You might find Andrew Ng's Stanford Coursera course a good place to start. https://www.coursera.org/learn/machine-learning/home/info.

2 comments

"Introdocution to Statistical Learning" by Trevor Hastie et al. [1] They have a free online class through Stanford [2] Sign in to their system and you can take the archived version for free.

ISL is an excellent, free book, introducing you to ML, you can go deeper, but, to me this is where I wish I'd started. I am taking the Data Science track at Coursera (on Practical Machine Learning now) and I am kicking myself that I didn't start with ISL instead.

Now, I know you specifically asked about Python, but the concepts are bigger than the implementation. All of these techniques are available in Python's ML stack, scikit-learn, NumPy, pandas, etc. I don't know of the equivalent of ISL for Python, but if you learn the concepts and you're a programmer of any worth, you will be able to move from R to Python.
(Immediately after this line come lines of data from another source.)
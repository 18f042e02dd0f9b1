use crate::config::Config;
use arc_swap::ArcSwap;
use peripheral_access::{Application, PackageCatalog, PackageName, PeripheralKind, Uid};
use std::{collections::BTreeSet, sync::Arc};
use tracing::{event, Level};

/// The installed applications, swapped wholesale on every config reload.
pub struct Catalog {
  applications: ArcSwap<Vec<Application>>,
}

impl Catalog {
  pub fn new(config: &Config) -> Self {
    Self {
      applications: ArcSwap::from_pointee(config.applications().to_vec()),
    }
  }

  /// Replaces the catalog and returns the packages that disappeared.
  pub fn update(&self, config: &Config) -> Vec<PackageName> {
    let previous = self
      .applications
      .swap(Arc::new(config.applications().to_vec()));
    let current: BTreeSet<PackageName> = config.applications().iter().map(|a| a.package).collect();

    let removed: Vec<PackageName> = previous
      .iter()
      .map(|a| a.package)
      .filter(|p| !current.contains(p))
      .collect::<BTreeSet<_>>()
      .into_iter()
      .collect();
    event!(
      target: "usb-access-manager",
      Level::DEBUG,
      applications.len = current.len(),
      removed.len = removed.len(),
      "updated application catalog"
    );

    removed
  }
}

impl PackageCatalog for Catalog {
  fn applications(&self, kind: PeripheralKind) -> Vec<Application> {
    self
      .applications
      .load()
      .iter()
      .filter(|a| a.filters.iter().any(|f| f.kind() == kind))
      .cloned()
      .collect()
  }

  fn package_uid(&self, package: &str) -> Option<Uid> {
    self
      .applications
      .load()
      .iter()
      .find(|a| a.package == package)
      .map(|a| a.uid)
  }
}

#[cfg(test)]
mod tests {
  use super::*;

  fn config(json: &str) -> Config {
    serde_json::from_str(json).unwrap()
  }

  const BOTH: &str = r#"{ "applications": [
    { "package": "com.android.mtp", "uid": 1000, "system": true, "filters": [{ "kind": "device", "class": 6 }] },
    { "package": "com.example.kit", "uid": 10003, "filters": [{ "kind": "accessory", "model": "DemoKit" }] }
  ] }"#;

  #[test]
  fn filters_applications_by_kind() {
    let catalog = Catalog::new(&config(BOTH));

    let devices = catalog.applications(PeripheralKind::Device);
    assert_eq!(devices.len(), 1);
    assert_eq!(devices[0].package, "com.android.mtp");

    let accessories = catalog.applications(PeripheralKind::Accessory);
    assert_eq!(accessories.len(), 1);
    assert_eq!(accessories[0].package, "com.example.kit");
  }

  #[test]
  fn looks_up_package_owner() {
    let catalog = Catalog::new(&config(BOTH));

    assert_eq!(catalog.package_uid("com.example.kit"), Some(Uid(10003)));
    assert_eq!(catalog.package_uid("com.example.gone"), None);
  }

  #[test]
  fn update_reports_removed_packages() {
    let catalog = Catalog::new(&config(BOTH));
    let removed = catalog.update(&config(
      r#"{ "applications": [{ "package": "com.android.mtp", "uid": 1000, "filters": [] }] }"#,
    ));

    assert_eq!(removed, vec![PackageName::new("com.example.kit")]);
    assert_eq!(catalog.package_uid("com.example.kit"), None);
    assert!(catalog.applications(PeripheralKind::Device).is_empty());
  }
}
Maybe take/read ISL, but do the labs in Python, that might be a fun way to go.

Lastly, to go along with ISL, "Elements of Statistical Learning" also by Hastie et al is available for free to dive deeper [3]

[1] -- http://www-bcf.usc.edu/~gareth/ISL/

[2] -- https://lagunita.stanford.edu/courses/HumanitiesandScience/S...

[3] -- http://statweb.stanford.edu/~tibs/ElemStatLearn/

I also think this is one of the best entry level books, and the Stanford course looks good. This is what I recommend to people. In some ways, R is a very good match for this material, and you could move to python later.
Well, you could certainly argue that python has the best machine learning libraries. So it's at worst a relevant programming language to the field.

edit: +1 to Andrew Ng's Coursera course though!

Was there a reason Ng decided to teach the course in Octave rather than Python? The only time I've ever used .m files was during the course.

I appreciated the challenge of thinking from an array based language, but I felt it held me back from directly comparing my solutions to the tutorials to external sources. (Unless that even in of itself was the reason).